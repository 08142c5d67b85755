use std::sync::Arc;

use log::debug;
use nodeup_backend::{
    ErrorKind, Installation, InstallationRegistry, NodeVersion, PipelineError, ReleaseCatalog,
    RemoteRelease,
};
use tokio::sync::OnceCell;
use tokio_util::sync::CancellationToken;

const ACCEPTED_FORMS: &str = "expected an exact version (20.11.0), a major version (20), \
     an installed alias, 'lts', 'lts/<codename>', 'latest', 'current' or an LTS codename";

/// A version expression after classification.
///
/// Classification order is significant: an exact version wins over an alias of
/// the same spelling, and an alias wins over every keyword.
#[derive(Debug, Clone, PartialEq, Eq)]
pub enum VersionRequest {
    Exact(NodeVersion),
    InstalledAlias(Installation),
    Major(String),
    /// `lts`, `lts/*` or `lts/<codename>`.
    Lts(Option<String>),
    Latest,
    Codename(String),
}

/// True when `input` is a complete `major.minor.patch` version, optionally
/// prefixed with `v`. Never touches the network.
#[must_use]
pub fn is_exact_version(input: &str) -> bool {
    let candidate = strip_version_prefix(input.trim());
    let all_numeric = candidate
        .split('.')
        .all(|part| !part.is_empty() && part.bytes().all(|byte| byte.is_ascii_digit()));
    all_numeric
        && semver::Version::parse(candidate)
            .is_ok_and(|version| version.pre.is_empty() && version.build.is_empty())
}

fn strip_version_prefix(input: &str) -> &str {
    match input.strip_prefix(['v', 'V']) {
        Some(rest) if rest.starts_with(|c: char| c.is_ascii_digit()) => rest,
        _ => input,
    }
}

fn is_alphabetic_word(input: &str) -> bool {
    !input.is_empty() && input.chars().all(|c| c.is_ascii_alphabetic())
}

fn series_not_found(detail: String) -> PipelineError {
    PipelineError::new(ErrorKind::ArtifactSeriesNotFound, detail)
}

/// Classify `input`, consulting the registry only for alias lookups.
///
/// # Errors
/// Returns `InvalidVersionFormat` when no form matches, or a registry error.
pub fn classify(
    input: &str,
    registry: &dyn InstallationRegistry,
) -> Result<VersionRequest, PipelineError> {
    let trimmed = input.trim();
    if trimmed.is_empty() {
        return Err(PipelineError::new(
            ErrorKind::InvalidVersionFormat,
            format!("empty version expression; {ACCEPTED_FORMS}"),
        ));
    }

    if is_exact_version(trimmed) {
        let version: NodeVersion = strip_version_prefix(trimmed).parse()?;
        return Ok(VersionRequest::Exact(version));
    }

    if let Some(installation) = registry.get(trimmed)? {
        return Ok(VersionRequest::InstalledAlias(installation));
    }

    let normalized = strip_version_prefix(trimmed);
    if normalized.bytes().all(|byte| byte.is_ascii_digit()) {
        return Ok(VersionRequest::Major(normalized.to_string()));
    }

    let lowered = normalized.to_ascii_lowercase();
    match lowered.as_str() {
        "lts" | "lts/*" => return Ok(VersionRequest::Lts(None)),
        "latest" | "current" | "stable" => return Ok(VersionRequest::Latest),
        _ => {}
    }
    if let Some(codename) = lowered.strip_prefix("lts/")
        && is_alphabetic_word(codename)
    {
        return Ok(VersionRequest::Lts(Some(codename.to_string())));
    }
    if is_alphabetic_word(&lowered) {
        return Ok(VersionRequest::Codename(lowered));
    }

    Err(PipelineError::new(
        ErrorKind::InvalidVersionFormat,
        format!("'{trimmed}' is not a recognised version expression; {ACCEPTED_FORMS}"),
    ))
}

/// Catalog fetched at most once per resolution, sorted newest first.
pub(crate) struct CatalogMemo<'a> {
    catalog: &'a dyn ReleaseCatalog,
    releases: OnceCell<Vec<RemoteRelease>>,
}

impl<'a> CatalogMemo<'a> {
    pub(crate) fn new(catalog: &'a dyn ReleaseCatalog) -> Self {
        Self {
            catalog,
            releases: OnceCell::new(),
        }
    }

    pub(crate) async fn get(&self, cancel: &CancellationToken) -> Result<&[RemoteRelease], PipelineError> {
        let releases = self
            .releases
            .get_or_try_init(|| async {
                let mut releases = tokio::select! {
                    () = cancel.cancelled() => return Err(PipelineError::cancelled("version resolution")),
                    releases = self.catalog.releases() => releases?,
                };
                releases.sort_by(|a, b| b.version.cmp(&a.version));
                Ok::<_, PipelineError>(releases)
            })
            .await?;
        Ok(releases.as_slice())
    }
}

/// Turns version expressions into concrete releases.
#[derive(Clone)]
pub struct VersionResolver {
    catalog: Arc<dyn ReleaseCatalog>,
    registry: Arc<dyn InstallationRegistry>,
}

impl VersionResolver {
    pub fn new(catalog: Arc<dyn ReleaseCatalog>, registry: Arc<dyn InstallationRegistry>) -> Self {
        Self { catalog, registry }
    }

    /// Resolve `input` to a concrete version.
    ///
    /// # Errors
    /// Returns `InvalidVersionFormat` for unrecognised input,
    /// `ArtifactSeriesNotFound` when nothing in the catalog matches, `Cancelled`,
    /// or the catalog's own error.
    pub async fn resolve(
        &self,
        input: &str,
        cancel: &CancellationToken,
    ) -> Result<NodeVersion, PipelineError> {
        let memo = self.memo();
        self.resolve_with(&memo, input, cancel).await
    }

    pub(crate) fn memo(&self) -> CatalogMemo<'_> {
        CatalogMemo::new(self.catalog.as_ref())
    }

    /// [`Self::resolve`] against a caller-owned memo, so later lookups in the
    /// same operation reuse the fetched catalog.
    pub(crate) async fn resolve_with(
        &self,
        memo: &CatalogMemo<'_>,
        input: &str,
        cancel: &CancellationToken,
    ) -> Result<NodeVersion, PipelineError> {
        if cancel.is_cancelled() {
            return Err(PipelineError::cancelled("version resolution"));
        }

        let request = classify(input, self.registry.as_ref())?;
        debug!("Resolving '{}' as {request:?}", input.trim());

        let version = match request {
            VersionRequest::Exact(version) => version,
            VersionRequest::InstalledAlias(installation) => installation.version,
            VersionRequest::Major(major) => {
                let releases = memo.get(cancel).await?;
                let wanted = major.parse::<u32>().ok();
                releases
                    .iter()
                    .find(|release| Some(release.version.major) == wanted)
                    .map(|release| release.version)
                    .ok_or_else(|| series_not_found(format!("no release in the {major}.x series")))?
            }
            VersionRequest::Lts(codename) => {
                let releases = memo.get(cancel).await?;
                let found = match codename.as_deref() {
                    None => releases.iter().find(|release| release.is_lts()),
                    Some(codename) => releases
                        .iter()
                        .find(|release| release.has_codename(codename)),
                };
                found.map(|release| release.version).ok_or_else(|| {
                    series_not_found(match codename {
                        None => "the catalog lists no LTS release".to_string(),
                        Some(codename) => format!("no LTS line named '{codename}'"),
                    })
                })?
            }
            VersionRequest::Latest => {
                let releases = memo.get(cancel).await?;
                releases
                    .first()
                    .map(|release| release.version)
                    .ok_or_else(|| series_not_found("the catalog is empty".to_string()))?
            }
            VersionRequest::Codename(codename) => {
                let releases = memo.get(cancel).await?;
                releases
                    .iter()
                    .find(|release| release.has_codename(&codename))
                    .map(|release| release.version)
                    .ok_or_else(|| series_not_found(format!("no LTS line named '{codename}'")))?
            }
        };

        debug!("Resolved '{}' to {version}", input.trim());
        Ok(version)
    }

    /// Find the catalog entry for an already resolved version.
    ///
    /// # Errors
    /// Returns `ArtifactNotAvailable` when the catalog does not list it.
    pub async fn release_for(
        &self,
        version: &NodeVersion,
        cancel: &CancellationToken,
    ) -> Result<RemoteRelease, PipelineError> {
        let memo = self.memo();
        self.release_with(&memo, version, cancel).await
    }

    pub(crate) async fn release_with(
        &self,
        memo: &CatalogMemo<'_>,
        version: &NodeVersion,
        cancel: &CancellationToken,
    ) -> Result<RemoteRelease, PipelineError> {
        memo.get(cancel)
            .await?
            .iter()
            .find(|release| release.version == *version)
            .cloned()
            .ok_or_else(|| {
                PipelineError::new(
                    ErrorKind::ArtifactNotAvailable,
                    format!("{} is not listed in the release catalog", version.prefixed()),
                )
            })
    }
}
use std::path::{Path, PathBuf};
use std::sync::Arc;
use std::time::Duration;

use async_trait::async_trait;
use chrono::{DateTime, Utc};
use log::{debug, info, warn};
use nodeup_backend::{ErrorKind, PipelineError, ReleaseCatalog, RemoteRelease};
use nodeup_core::{HttpSource, read_to_string};
use serde::{Deserialize, Serialize};

use crate::fs::write_json_atomic;
use crate::locator::DEFAULT_MIRROR;

pub const DEFAULT_CACHE_TTL: Duration = Duration::from_secs(60 * 60);
const FETCH_TIMEOUT: Duration = Duration::from_secs(30);

#[derive(Serialize, Deserialize)]
struct CatalogCache {
    mirror: String,
    cached_at: DateTime<Utc>,
    releases: Vec<RemoteRelease>,
}

impl CatalogCache {
    fn load(path: &Path) -> Option<Self> {
        let data = std::fs::read_to_string(path).ok()?;
        match serde_json::from_str(&data) {
            Ok(cache) => Some(cache),
            Err(error) => {
                warn!("Ignoring unreadable catalog cache {}: {error}", path.display());
                None
            }
        }
    }

    fn save(&self, path: &Path) {
        if let Err(error) = write_json_atomic(path, self) {
            warn!("Failed to write catalog cache {}: {error}", path.display());
        }
    }

    fn is_fresh(&self, ttl: Duration) -> bool {
        (Utc::now() - self.cached_at)
            .to_std()
            .is_ok_and(|age| age < ttl)
    }
}

/// Parse `index.json`, skipping entries that do not describe a release.
fn parse_index(body: &str) -> Result<Vec<RemoteRelease>, serde_json::Error> {
    let entries: Vec<serde_json::Value> = serde_json::from_str(body)?;
    let total = entries.len();
    let releases: Vec<RemoteRelease> = entries
        .into_iter()
        .filter_map(|entry| serde_json::from_value(entry).ok())
        .collect();
    if releases.len() < total {
        debug!(
            "Skipped {} unparseable catalog entries",
            total - releases.len()
        );
    }
    Ok(releases)
}

/// Release list from `<mirror>/index.json`, cached on disk.
pub struct DistCatalog {
    source: Arc<dyn HttpSource>,
    mirror: String,
    cache_file: PathBuf,
    ttl: Duration,
}

impl DistCatalog {
    pub fn new(source: Arc<dyn HttpSource>, cache_file: impl Into<PathBuf>) -> Self {
        Self {
            source,
            mirror: DEFAULT_MIRROR.to_string(),
            cache_file: cache_file.into(),
            ttl: DEFAULT_CACHE_TTL,
        }
    }

    #[must_use]
    pub fn with_mirror(mut self, mirror: impl Into<String>) -> Self {
        self.mirror = mirror.into().trim_end_matches('/').to_string();
        self
    }

    #[must_use]
    pub fn with_ttl(mut self, ttl: Duration) -> Self {
        self.ttl = ttl;
        self
    }

    fn index_url(&self) -> String {
        format!("{}/index.json", self.mirror)
    }

    async fn fetch(&self) -> Result<Vec<RemoteRelease>, PipelineError> {
        let url = self.index_url();
        let body = read_to_string(self.source.as_ref(), &url, FETCH_TIMEOUT)
            .await
            .map_err(|error| PipelineError::new(ErrorKind::RemoteApiFailed, error.to_string()))?;
        let mut releases = parse_index(&body).map_err(|error| {
            PipelineError::new(
                ErrorKind::RemoteApiFailed,
                format!("invalid release catalog from {url}: {error}"),
            )
        })?;
        releases.sort_by(|a, b| b.version.cmp(&a.version));
        info!("Fetched {} releases from {url}", releases.len());
        Ok(releases)
    }

    /// Drop the on-disk cache so the next call fetches.
    pub fn invalidate(&self) {
        match std::fs::remove_file(&self.cache_file) {
            Ok(()) => debug!("Removed catalog cache"),
            Err(error) if error.kind() == std::io::ErrorKind::NotFound => {}
            Err(error) => warn!("Failed to remove catalog cache: {error}"),
        }
    }
}

#[async_trait]
impl ReleaseCatalog for DistCatalog {
    async fn releases(&self) -> Result<Vec<RemoteRelease>, PipelineError> {
        let cached = CatalogCache::load(&self.cache_file).filter(|cache| cache.mirror == self.mirror);
        if let Some(cache) = &cached
            && cache.is_fresh(self.ttl)
        {
            debug!("Using cached catalog from {}", cache.cached_at);
            return Ok(cache.releases.clone());
        }

        match self.fetch().await {
            Ok(releases) => {
                CatalogCache {
                    mirror: self.mirror.clone(),
                    cached_at: Utc::now(),
                    releases: releases.clone(),
                }
                .save(&self.cache_file);
                Ok(releases)
            }
            Err(error) => match cached {
                Some(cache) => {
                    warn!(
                        "Catalog refresh failed, using cache from {}: {error}",
                        cache.cached_at
                    );
                    Ok(cache.releases)
                }
                None => Err(error),
            },
        }
    }

    async fn ping(&self, timeout: Duration) -> Result<(), PipelineError> {
        let url = self.index_url();
        self.source
            .open(&url, timeout)
            .await
            .map(drop)
            .map_err(|error| {
                PipelineError::new(
                    ErrorKind::RemoteApiFailed,
                    format!("release catalog unreachable: {error}"),
                )
            })
    }
}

------------------------------------------------------------

PROBLEM TO SOLVE: When you retype the data above, start at its first line, stop after the line containing "is a complete", and leave out everything else.

TASK ANSWER:
repository 08142c5d67b85755
use std::sync::Arc;

use log::debug;
use nodeup_backend::{
    ErrorKind, Installation, InstallationRegistry, NodeVersion, PipelineError, ReleaseCatalog,
    RemoteRelease,
};
use tokio::sync::OnceCell;
use tokio_util::sync::CancellationToken;

const ACCEPTED_FORMS: &str = "expected an exact version (20.11.0), a major version (20), \
     an installed alias, 'lts', 'lts/<codename>', 'latest', 'current' or an LTS codename";

/// A version expression after classification.
///
/// Classification order is significant: an exact version wins over an alias of
/// the same spelling, and an alias wins over every keyword.
#[derive(Debug, Clone, PartialEq, Eq)]
pub enum VersionRequest {
    Exact(NodeVersion),
    InstalledAlias(Installation),
    Major(String),
    /// `lts`, `lts/*` or `lts/<codename>`.
    Lts(Option<String>),
    Latest,
    Codename(String),
}

/// True when `input` is a complete `major.minor.patch` version, optionally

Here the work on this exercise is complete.